//! # qnabot
//!
//! Ask questions against a QnA Bot knowledge base from the command line.
//!
//! Usage:
//!   qnabot ask "Who are you?"                 # Bundled knowledge base
//!   qnabot ask "Who are you?" --kb kb.json    # Custom knowledge base
//!   qnabot chat --kb kb.json                  # Interactive session
//!   qnabot rank "hello" -k 3 --metric euclidean
//!   qnabot validate --kb kb.json

use std::io::{self, BufRead, Write};
use std::path::{Path, PathBuf};

use anyhow::{Context, Result};
use clap::{Parser, Subcommand};
use qnabot_kb::{KnowledgeBase, KnowledgeBaseSource, SourceStrategy, default_knowledge_base};
use qnabot_retrieval::{BotConfig, QnaBot};
use tracing::debug;
use tracing_subscriber::EnvFilter;

#[derive(Parser, Debug)]
#[command(name = "qnabot", version, about = "Answer questions from a QnA knowledge base")]
struct Cli {
    #[command(subcommand)]
    command: Command,

    /// Bot config file (TOML). Defaults to <config dir>/qnabot/config.toml
    #[arg(long, global = true)]
    config: Option<PathBuf>,

    /// Embedding model: tfidf, murmurhash or count
    #[arg(long, global = true)]
    model: Option<String>,

    /// Similarity metric: cosine, euclidean, manhattan or haversine
    #[arg(long, global = true)]
    metric: Option<String>,

    /// Scores below this get a fallback answer
    #[arg(long, global = true)]
    min_score: Option<f32>,

    /// Seed for answer selection
    #[arg(long, global = true)]
    seed: Option<u64>,

    /// Read the knowledge base file once and keep it in memory
    #[arg(long, global = true)]
    cache: bool,

    /// Verbose logging
    #[arg(short, long, global = true)]
    verbose: bool,
}

#[derive(Subcommand, Debug)]
enum Command {
    /// Answer a single question
    Ask {
        question: String,

        /// Knowledge base file. Defaults to the bundled one
        #[arg(long)]
        kb: Option<PathBuf>,

        /// Print the match score next to the answer
        #[arg(long)]
        show_score: bool,
    },

    /// Answer questions read from stdin until EOF, `exit` or `quit`
    Chat {
        /// Knowledge base file. Defaults to the bundled one
        #[arg(long)]
        kb: Option<PathBuf>,
    },

    /// Show the paraphrases closest to a question
    Rank {
        question: String,

        /// Knowledge base file. Defaults to the bundled one
        #[arg(long)]
        kb: Option<PathBuf>,

        /// Number of paraphrases to show
        #[arg(short, default_value_t = 5)]
        k: usize,
    },

    /// Check a knowledge base file and print a summary
    Validate {
        /// Knowledge base file
        #[arg(long)]
        kb: PathBuf,
    },
}

impl Cli {
    /// Config file values, overridden by command line flags.
    fn bot_config(&self) -> Result<BotConfig> {
        let mut config = BotConfig::load_or_default(self.config.as_deref())
            .context("Failed to load bot config")?;

        if let Some(model) = &self.model {
            config = config.with_model(model);
        }
        if let Some(metric) = &self.metric {
            config = config.with_metric(metric);
        }
        if let Some(min_score) = self.min_score {
            config = config.with_min_score(min_score);
        }
        if let Some(seed) = self.seed {
            config = config.with_seed(seed);
        }
        Ok(config)
    }

    fn strategy(&self) -> SourceStrategy {
        if self.cache {
            SourceStrategy::Owned
        } else {
            SourceStrategy::ByReference
        }
    }

    fn source(&self, kb: Option<&Path>) -> Result<KnowledgeBaseSource> {
        match kb {
            Some(path) => KnowledgeBaseSource::from_path(path, self.strategy())
                .with_context(|| format!("Failed to open knowledge base {}", path.display())),
            None => Ok(KnowledgeBaseSource::owned(
                default_knowledge_base().context("Bundled knowledge base is invalid")?,
            )),
        }
    }

    fn fitted_bot(&self, kb: Option<&Path>) -> Result<(QnaBot, KnowledgeBaseSource)> {
        let source = self.source(kb)?;
        let mut bot = QnaBot::new(self.bot_config()?).context("Invalid bot config")?;
        bot.fit(source.clone())
            .context("Failed to fit the knowledge base")?;
        Ok((bot, source))
    }
}

fn main() -> Result<()> {
    let cli = Cli::parse();

    // Logs go to stderr so answers on stdout stay clean
    let filter = if cli.verbose {
        "qnabot=debug,qnabot_retrieval=debug,qnabot_kb=debug,qnabot_embeddings=debug"
    } else {
        "warn"
    };
    tracing_subscriber::fmt()
        .with_env_filter(EnvFilter::try_from_default_env().unwrap_or_else(|_| EnvFilter::new(filter)))
        .with_writer(io::stderr)
        .with_target(false)
        .init();

    let stdout = io::stdout();
    let mut out = stdout.lock();

    match &cli.command {
        Command::Ask {
            question,
            kb,
            show_score,
        } => {
            let (bot, _) = cli.fitted_bot(kb.as_deref())?;
            let answer = bot.answer(question)?;
            if *show_score {
                writeln!(out, "{} ({:.4})", answer.text, answer.score)?;
            } else {
                writeln!(out, "{}", answer.text)?;
            }
        }
        Command::Chat { kb } => {
            let (mut bot, source) = cli.fitted_bot(kb.as_deref())?;
            chat(&mut bot, &source, io::stdin().lock(), &mut out)?;
        }
        Command::Rank { question, kb, k } => {
            let (bot, _) = cli.fitted_bot(kb.as_deref())?;
            for ranked in bot.rank(question, *k)? {
                writeln!(
                    out,
                    "{:.4}\t[{}] {}",
                    ranked.score, ranked.entry, ranked.question
                )?;
            }
        }
        Command::Validate { kb } => {
            let loaded = KnowledgeBase::load(kb)
                .with_context(|| format!("Invalid knowledge base {}", kb.display()))?;
            writeln!(out, "{}", summary(&loaded))?;
        }
    }

    Ok(())
}

/// Answer one question per input line.
///
/// `reload` re-fits the bot from `source`, which picks up file edits for
/// by-reference sources.
fn chat<R: BufRead, W: Write>(
    bot: &mut QnaBot,
    source: &KnowledgeBaseSource,
    input: R,
    out: &mut W,
) -> Result<()> {
    write!(out, "> ")?;
    out.flush()?;

    for line in input.lines() {
        let line = line.context("Failed to read from stdin")?;
        let question = line.trim();

        match question {
            "exit" | "quit" => break,
            "" => {}
            "reload" => {
                bot.fit(source.clone())
                    .context("Failed to reload the knowledge base")?;
                writeln!(out, "Knowledge base reloaded")?;
            }
            _ => {
                let answer = bot.answer(question)?;
                debug!("Answered with score {:.4}", answer.score);
                writeln!(out, "{}", answer.text)?;
            }
        }

        write!(out, "> ")?;
        out.flush()?;
    }

    Ok(())
}

fn summary(kb: &KnowledgeBase) -> String {
    format!(
        "{}: {} entries, {} questions, {} fallback answers",
        kb.info.name,
        kb.len(),
        kb.question_count(),
        kb.fallback_answers.len()
    )
}

#[cfg(test)]
mod tests {
    use super::*;
    use pretty_assertions::assert_eq;

    fn default_bot() -> (QnaBot, KnowledgeBaseSource) {
        let source = KnowledgeBaseSource::owned(default_knowledge_base().unwrap());
        let mut bot = QnaBot::new(BotConfig::new().with_seed(1)).unwrap();
        bot.fit(source.clone()).unwrap();
        (bot, source)
    }

    #[test]
    fn test_parse_global_flags_after_subcommand() {
        let cli = Cli::try_parse_from([
            "qnabot",
            "ask",
            "Who are you?",
            "--metric",
            "euclidean",
            "--min-score",
            "0.4",
            "--cache",
        ])
        .unwrap();

        assert_eq!(cli.metric.as_deref(), Some("euclidean"));
        assert_eq!(cli.min_score, Some(0.4));
        assert_eq!(cli.strategy(), SourceStrategy::Owned);
        assert!(matches!(cli.command, Command::Ask { ref question, .. } if question == "Who are you?"));
    }

    #[test]
    fn test_flags_override_config_file() {
        let dir = tempfile::tempdir().unwrap();
        let path = dir.path().join("config.toml");
        BotConfig::new()
            .with_model("count")
            .with_metric("manhattan")
            .save(&path)
            .unwrap();

        let cli = Cli::try_parse_from([
            "qnabot",
            "--config",
            path.to_str().unwrap(),
            "--metric",
            "cosine",
            "validate",
            "--kb",
            "kb.json",
        ])
        .unwrap();

        let config = cli.bot_config().unwrap();
        assert_eq!(config.model_name, "count");
        assert_eq!(config.similarity_metric, "cosine");
    }

    #[test]
    fn test_rank_default_k() {
        let cli = Cli::try_parse_from(["qnabot", "rank", "hello"]).unwrap();
        assert!(matches!(cli.command, Command::Rank { k: 5, kb: None, .. }));
    }

    #[test]
    fn test_chat_session() {
        let (mut bot, source) = default_bot();
        let input = "Who are you?\n\n   \nquit\nWho are you?\n".as_bytes();
        let mut out = Vec::new();

        chat(&mut bot, &source, input, &mut out).unwrap();
        assert_eq!(
            String::from_utf8(out).unwrap(),
            "> I am QnA Bot!\n> > > "
        );
    }

    #[test]
    fn test_chat_reload() {
        let (mut bot, source) = default_bot();
        let mut out = Vec::new();

        chat(&mut bot, &source, "reload\n".as_bytes(), &mut out).unwrap();
        assert_eq!(String::from_utf8(out).unwrap(), "> Knowledge base reloaded\n> ");
        assert!(bot.is_fitted());
    }

    #[test]
    fn test_summary() {
        let kb = default_knowledge_base().unwrap();
        assert_eq!(
            summary(&kb),
            "QnA Bot default knowledge base: 7 entries, 23 questions, 3 fallback answers"
        );
    }
}
//! Where a knowledge base comes from, and whether it is held in memory.

use std::path::{Path, PathBuf};
use std::sync::Arc;

use serde::{Deserialize, Serialize};
use tracing::debug;

use crate::error::Result;
use crate::knowledge_base::KnowledgeBase;

/// How a knowledge base source is retained between loads.
#[derive(Debug, Clone, Copy, PartialEq, Eq, Default, Serialize, Deserialize)]
#[serde(rename_all = "snake_case")]
pub enum SourceStrategy {
    /// Parsed once and kept in memory.
    Owned,
    /// Only the file path is kept; every load re-reads the file.
    #[default]
    ByReference,
}

/// A knowledge base source, either held in memory or re-read from disk.
///
/// The strategy is fixed at construction: [`KnowledgeBaseSource::load`]
/// hands out the cached copy for `Owned` and re-reads the file for
/// `ByReference`, so edits to the file become visible on the next load.
#[derive(Debug, Clone)]
pub enum KnowledgeBaseSource {
    /// An in-memory knowledge base.
    Owned(Arc<KnowledgeBase>),
    /// A knowledge base file that is read on every load.
    ByReference(PathBuf),
}

impl KnowledgeBaseSource {
    /// Wrap an in-memory knowledge base.
    pub fn owned(kb: KnowledgeBase) -> Self {
        Self::Owned(Arc::new(kb))
    }

    /// Refer to a knowledge base file without reading it yet.
    pub fn by_reference(path: impl Into<PathBuf>) -> Self {
        Self::ByReference(path.into())
    }

    /// Open a knowledge base file with the given strategy.
    ///
    /// `Owned` reads and validates the file immediately.
    pub fn from_path(path: impl AsRef<Path>, strategy: SourceStrategy) -> Result<Self> {
        let path = path.as_ref();
        match strategy {
            SourceStrategy::Owned => Ok(Self::owned(KnowledgeBase::load(path)?)),
            SourceStrategy::ByReference => Ok(Self::by_reference(path)),
        }
    }

    /// The strategy of this source.
    pub fn strategy(&self) -> SourceStrategy {
        match self {
            Self::Owned(_) => SourceStrategy::Owned,
            Self::ByReference(_) => SourceStrategy::ByReference,
        }
    }

    /// The backing file, for `ByReference` sources.
    pub fn path(&self) -> Option<&Path> {
        match self {
            Self::Owned(_) => None,
            Self::ByReference(path) => Some(path),
        }
    }

    /// Produce a validated knowledge base snapshot.
    pub fn load(&self) -> Result<Arc<KnowledgeBase>> {
        match self {
            Self::Owned(kb) => {
                kb.validate()?;
                Ok(Arc::clone(kb))
            }
            Self::ByReference(path) => {
                debug!("Reloading knowledge base from {}", path.display());
                Ok(Arc::new(KnowledgeBase::load(path)?))
            }
        }
    }
}

impl From<KnowledgeBase> for KnowledgeBaseSource {
    fn from(kb: KnowledgeBase) -> Self {
        Self::owned(kb)
    }
}

impl From<Arc<KnowledgeBase>> for KnowledgeBaseSource {
    fn from(kb: Arc<KnowledgeBase>) -> Self {
        Self::Owned(kb)
    }
}

impl From<PathBuf> for KnowledgeBaseSource {
    fn from(path: PathBuf) -> Self {
        Self::by_reference(path)
    }
}

impl From<&Path> for KnowledgeBaseSource {
    fn from(path: &Path) -> Self {
        Self::by_reference(path)
    }
}
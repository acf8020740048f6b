//! # Retrieval Engine
//!
//! Answers questions from a QnA Bot knowledge base:
//!
//! - **Reference Index**: every paraphrase flattened in entry-major order
//! - **Embedding**: paraphrases and queries embedded with one fitted model
//! - **Matching**: best paraphrase by the configured similarity metric
//! - **Answer Selection**: random answer of the matched entry, or a fallback
//!   answer below the minimum score
//!
//! ## Architecture
//!
//! ```text
//! ┌─────────────────────────────────────────────────────────────────┐
//! │                          QnaBot                                 │
//! ├─────────────────────────────────────────────────────────────────┤
//! │                                                                 │
//! │  KnowledgeBaseSource ──► ReferenceIndex ──► EmbeddingModel      │
//! │                                                  │              │
//! │                                                  ▼              │
//! │  query ──► transform ──► SimilarityMetric ──► argmax            │
//! │                                                  │              │
//! │                                                  ▼              │
//! │                                           AnswerSelector        │
//! └─────────────────────────────────────────────────────────────────┘
//! ```
//!
//! ## Usage
//!
//! ```rust,ignore
//! use qnabot_retrieval::{BotConfig, QnaBot};
//!
//! let mut bot = QnaBot::new(BotConfig::default().with_metric("euclidean"))?;
//! bot.fit(std::path::Path::new("kb.json"))?;
//!
//! let answer = bot.answer("Who are you?")?;
//! println!("{} ({:.2})", answer.text, answer.score);
//! ```

pub mod answer;
pub mod config;
pub mod engine;
pub mod error;
pub mod index;

pub use answer::{Answer, AnswerSelector};
pub use config::{BotConfig, DEFAULT_MIN_SCORE};
pub use engine::{QnaBot, RankedQuestion};
pub use error::{Result, RetrievalError};
pub use index::ReferenceIndex;

// Re-export from dependencies for convenience
pub use qnabot_embeddings::{ModelKind, SimilarityMetric};
pub use qnabot_kb::{KnowledgeBase, KnowledgeBaseSource, SourceStrategy};
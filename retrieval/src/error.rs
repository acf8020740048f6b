//! Error types for the retrieval engine.

use std::path::PathBuf;

use qnabot_embeddings::EmbeddingError;
use qnabot_kb::KnowledgeBaseError;
use thiserror::Error;

/// Result type alias for retrieval operations.
pub type Result<T> = std::result::Result<T, RetrievalError>;

/// Errors that can occur in the retrieval engine.
#[derive(Error, Debug)]
pub enum RetrievalError {
    /// Knowledge base could not be loaded or is malformed.
    #[error(transparent)]
    KnowledgeBase(#[from] KnowledgeBaseError),

    /// Embedding model or similarity metric error.
    #[error(transparent)]
    Embedding(#[from] EmbeddingError),

    /// Invalid configuration value.
    #[error("configuration error: {0}")]
    Config(String),

    /// A configuration file could not be read or written.
    #[error("io error on {}: {source}", path.display())]
    ConfigIo {
        path: PathBuf,
        #[source]
        source: std::io::Error,
    },

    /// A configuration file is not valid TOML for [`crate::BotConfig`].
    #[error("invalid config file {}: {source}", path.display())]
    ConfigParse {
        path: PathBuf,
        #[source]
        source: toml::de::Error,
    },

    /// A configuration could not be rendered as TOML.
    #[error("failed to serialize config: {0}")]
    ConfigSerialize(#[from] toml::ser::Error),

    /// Query-time call before a successful fit.
    #[error("QnA bot is not fitted; call fit() with a knowledge base first")]
    NotFitted,
}

impl RetrievalError {
    /// Whether the knowledge base does not match the expected shape.
    pub fn is_schema(&self) -> bool {
        matches!(self, Self::KnowledgeBase(e) if e.is_schema())
    }

    /// Whether a configuration value is unsupported or invalid.
    pub fn is_configuration(&self) -> bool {
        match self {
            Self::Embedding(e) => e.is_configuration(),
            Self::Config(_) | Self::ConfigParse { .. } => true,
            _ => false,
        }
    }

    /// Whether the engine was queried before being fitted.
    pub fn is_not_fitted(&self) -> bool {
        matches!(self, Self::NotFitted)
    }
}

#[cfg(test)]
mod tests {
    use super::*;
    use pretty_assertions::assert_eq;

    #[test]
    fn test_embedding_errors_keep_their_message() {
        let err: RetrievalError = EmbeddingError::Unsupported {
            name: "similarity_metric",
            value: "jaccard".to_string(),
            options: &["cosine", "euclidean"],
        }
        .into();

        assert!(err.is_configuration());
        assert!(!err.is_schema());
        assert_eq!(
            err.to_string(),
            "jaccard is not a valid similarity_metric. Must be either cosine or euclidean"
        );
    }

    #[test]
    fn test_classification() {
        let schema: RetrievalError = KnowledgeBaseError::Schema("x".to_string()).into();
        assert!(schema.is_schema());
        assert!(!schema.is_configuration());

        assert!(RetrievalError::NotFitted.is_not_fitted());
        assert!(RetrievalError::Config("min_score".to_string()).is_configuration());
    }
}
//! Sparse embedding vectors and matrices.

use std::collections::BTreeMap;

use serde::{Deserialize, Serialize};

use crate::error::{EmbeddingError, Result};

/// Row normalization applied after weighting.
#[derive(Debug, Clone, Copy, PartialEq, Eq, Default, Serialize, Deserialize)]
#[serde(rename_all = "lowercase")]
pub enum Norm {
    /// Divide by the sum of absolute values.
    L1,
    /// Divide by the euclidean length.
    #[default]
    L2,
    /// Leave the row as is.
    None,
}

/// A sparse vector: sorted `(column, value)` pairs over a fixed dimension.
#[derive(Debug, Clone, PartialEq, Default, Serialize, Deserialize)]
pub struct SparseEmbedding {
    dimension: usize,
    entries: Vec<(usize, f32)>,
}

impl SparseEmbedding {
    /// An all-zero vector.
    pub fn zeros(dimension: usize) -> Self {
        Self {
            dimension,
            entries: Vec::new(),
        }
    }

    /// Build from column values. Zero values are dropped.
    pub fn from_columns(dimension: usize, columns: BTreeMap<usize, f32>) -> Result<Self> {
        if let Some((&column, _)) = columns.last_key_value() {
            if column >= dimension {
                return Err(EmbeddingError::DimensionMismatch {
                    expected: dimension,
                    actual: column + 1,
                });
            }
        }

        Ok(Self {
            dimension,
            entries: columns.into_iter().filter(|(_, v)| *v != 0.0).collect(),
        })
    }

    /// Build from a dense slice.
    pub fn from_dense(values: &[f32]) -> Self {
        Self {
            dimension: values.len(),
            entries: values
                .iter()
                .copied()
                .enumerate()
                .filter(|(_, v)| *v != 0.0)
                .collect(),
        }
    }

    /// Declared dimension.
    pub fn dimension(&self) -> usize {
        self.dimension
    }

    /// Number of stored non-zero values.
    pub fn nnz(&self) -> usize {
        self.entries.len()
    }

    /// Whether every value is zero.
    pub fn is_zero(&self) -> bool {
        self.entries.is_empty()
    }

    /// Stored `(column, value)` pairs in column order.
    pub fn entries(&self) -> &[(usize, f32)] {
        &self.entries
    }

    /// Value at a column (zero when not stored).
    pub fn get(&self, column: usize) -> f32 {
        self.entries
            .binary_search_by_key(&column, |(c, _)| *c)
            .map(|i| self.entries[i].1)
            .unwrap_or(0.0)
    }

    /// Expand to a dense vector.
    pub fn to_dense(&self) -> Vec<f32> {
        let mut dense = vec![0.0f32; self.dimension];
        for &(column, value) in &self.entries {
            dense[column] = value;
        }
        dense
    }

    /// Dot product with another vector of the same dimension.
    pub fn dot(&self, other: &Self) -> Result<f64> {
        self.check_dimension(other)?;

        let mut sum = 0.0f64;
        let (mut i, mut j) = (0, 0);
        while i < self.entries.len() && j < other.entries.len() {
            let (ca, va) = self.entries[i];
            let (cb, vb) = other.entries[j];
            match ca.cmp(&cb) {
                std::cmp::Ordering::Less => i += 1,
                std::cmp::Ordering::Greater => j += 1,
                std::cmp::Ordering::Equal => {
                    sum += f64::from(va) * f64::from(vb);
                    i += 1;
                    j += 1;
                }
            }
        }
        Ok(sum)
    }

    /// Euclidean length.
    pub fn l2_norm(&self) -> f64 {
        self.entries
            .iter()
            .map(|(_, v)| f64::from(*v) * f64::from(*v))
            .sum::<f64>()
            .sqrt()
    }

    /// Sum of absolute values.
    pub fn l1_norm(&self) -> f64 {
        self.entries.iter().map(|(_, v)| f64::from(v.abs())).sum()
    }

    /// Scale the vector in place to unit norm. Zero vectors are left alone.
    pub fn normalize(&mut self, norm: Norm) {
        let magnitude = match norm {
            Norm::L1 => self.l1_norm(),
            Norm::L2 => self.l2_norm(),
            Norm::None => return,
        };

        if magnitude > 0.0 {
            for (_, value) in &mut self.entries {
                *value = (f64::from(*value) / magnitude) as f32;
            }
        }
    }

    /// Apply `f` to every aligned pair of values where at least one side is non-zero.
    pub fn for_each_pair(&self, other: &Self, mut f: impl FnMut(f64, f64)) -> Result<()> {
        self.check_dimension(other)?;

        let (a, b) = (&self.entries, &other.entries);
        let (mut i, mut j) = (0, 0);
        while i < a.len() || j < b.len() {
            let ca = a.get(i).map(|(c, _)| *c).unwrap_or(usize::MAX);
            let cb = b.get(j).map(|(c, _)| *c).unwrap_or(usize::MAX);
            if ca < cb {
                f(f64::from(a[i].1), 0.0);
                i += 1;
            } else if cb < ca {
                f(0.0, f64::from(b[j].1));
                j += 1;
            } else {
                f(f64::from(a[i].1), f64::from(b[j].1));
                i += 1;
                j += 1;
            }
        }
        Ok(())
    }

    fn check_dimension(&self, other: &Self) -> Result<()> {
        if self.dimension != other.dimension {
            return Err(EmbeddingError::DimensionMismatch {
                expected: self.dimension,
                actual: other.dimension,
            });
        }
        Ok(())
    }
}

/// Rows of sparse embeddings sharing one dimension.
#[derive(Debug, Clone, PartialEq, Default, Serialize, Deserialize)]
pub struct EmbeddingMatrix {
    dimension: usize,
    rows: Vec<SparseEmbedding>,
}

impl EmbeddingMatrix {
    /// An empty matrix with the given column count.
    pub fn new(dimension: usize) -> Self {
        Self {
            dimension,
            rows: Vec::new(),
        }
    }

    /// Build from rows, checking that every row has `dimension` columns.
    pub fn from_rows(dimension: usize, rows: Vec<SparseEmbedding>) -> Result<Self> {
        if let Some(bad) = rows.iter().find(|r| r.dimension() != dimension) {
            return Err(EmbeddingError::DimensionMismatch {
                expected: dimension,
                actual: bad.dimension(),
            });
        }
        Ok(Self { dimension, rows })
    }

    /// Append a row.
    pub fn push(&mut self, row: SparseEmbedding) -> Result<()> {
        if row.dimension() != self.dimension {
            return Err(EmbeddingError::DimensionMismatch {
                expected: self.dimension,
                actual: row.dimension(),
            });
        }
        self.rows.push(row);
        Ok(())
    }

    /// Column count.
    pub fn dimension(&self) -> usize {
        self.dimension
    }

    /// Row count.
    pub fn len(&self) -> usize {
        self.rows.len()
    }

    /// Whether the matrix has no rows.
    pub fn is_empty(&self) -> bool {
        self.rows.is_empty()
    }

    /// `(rows, columns)`.
    pub fn shape(&self) -> (usize, usize) {
        (self.rows.len(), self.dimension)
    }

    /// Borrow a row.
    pub fn row(&self, index: usize) -> Option<&SparseEmbedding> {
        self.rows.get(index)
    }

    /// All rows.
    pub fn rows(&self) -> &[SparseEmbedding] {
        &self.rows
    }

    /// Take the first row, for single-text batches.
    pub fn into_first_row(self) -> Option<SparseEmbedding> {
        self.rows.into_iter().next()
    }
}

#[cfg(test)]
mod tests {
    use super::*;
    use pretty_assertions::assert_eq;

    #[test]
    fn test_from_dense_drops_zeros() {
        let v = SparseEmbedding::from_dense(&[0.0, 2.0, 0.0, -1.0]);
        assert_eq!(v.dimension(), 4);
        assert_eq!(v.entries(), &[(1, 2.0), (3, -1.0)]);
        assert_eq!(v.get(3), -1.0);
        assert_eq!(v.get(0), 0.0);
        assert_eq!(v.to_dense(), vec![0.0, 2.0, 0.0, -1.0]);
    }

    #[test]
    fn test_from_columns_rejects_out_of_range() {
        let columns = BTreeMap::from([(5usize, 1.0f32)]);
        assert!(SparseEmbedding::from_columns(3, columns).is_err());
    }

    #[test]
    fn test_dot() {
        let a = SparseEmbedding::from_dense(&[1.0, 0.0, 3.0]);
        let b = SparseEmbedding::from_dense(&[2.0, 5.0, 1.0]);
        assert_eq!(a.dot(&b).unwrap(), 5.0);
    }

    #[test]
    fn test_dot_dimension_mismatch() {
        let a = SparseEmbedding::from_dense(&[1.0, 0.0]);
        let b = SparseEmbedding::from_dense(&[1.0, 0.0, 0.0]);
        assert!(a.dot(&b).is_err());
    }

    #[test]
    fn test_normalize_l2() {
        let mut v = SparseEmbedding::from_dense(&[3.0, 4.0]);
        v.normalize(Norm::L2);
        assert!((v.get(0) - 0.6).abs() < 1e-6);
        assert!((v.get(1) - 0.8).abs() < 1e-6);
    }

    #[test]
    fn test_normalize_l1_and_none() {
        let mut v = SparseEmbedding::from_dense(&[1.0, -3.0]);
        v.normalize(Norm::L1);
        assert_eq!(v.to_dense(), vec![0.25, -0.75]);

        let mut w = SparseEmbedding::from_dense(&[1.0, -3.0]);
        w.normalize(Norm::None);
        assert_eq!(w.to_dense(), vec![1.0, -3.0]);
    }

    #[test]
    fn test_normalize_zero_vector() {
        let mut v = SparseEmbedding::zeros(4);
        v.normalize(Norm::L2);
        assert!(v.is_zero());
    }

    #[test]
    fn test_for_each_pair_visits_union() {
        let a = SparseEmbedding::from_dense(&[1.0, 0.0, 2.0, 0.0]);
        let b = SparseEmbedding::from_dense(&[0.0, 3.0, 4.0, 0.0]);

        let mut pairs = Vec::new();
        a.for_each_pair(&b, |x, y| pairs.push((x, y))).unwrap();
        assert_eq!(pairs, vec![(1.0, 0.0), (0.0, 3.0), (2.0, 4.0)]);
    }

    #[test]
    fn test_matrix_rejects_wrong_row_dimension() {
        let mut matrix = EmbeddingMatrix::new(2);
        matrix.push(SparseEmbedding::zeros(2)).unwrap();
        assert!(matrix.push(SparseEmbedding::zeros(3)).is_err());
        assert_eq!(matrix.shape(), (1, 2));
    }
}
_ _ _ _ _ _ _
**What to work on:**
Bring together all lines of the entries above in which the string "questions" occurs.

**Result of this task:**
//! Ask questions against a QnA Bot knowledge base from the command line.
#[command(name = "qnabot", version, about = "Answer questions from a QnA knowledge base")]
    /// Answer questions read from stdin until EOF, `exit` or `quit`
        "{}: {} entries, {} questions, {} fallback answers",
            "QnA Bot default knowledge base: 7 entries, 23 questions, 3 fallback answers"
//! Answers questions from a QnA Bot knowledge base:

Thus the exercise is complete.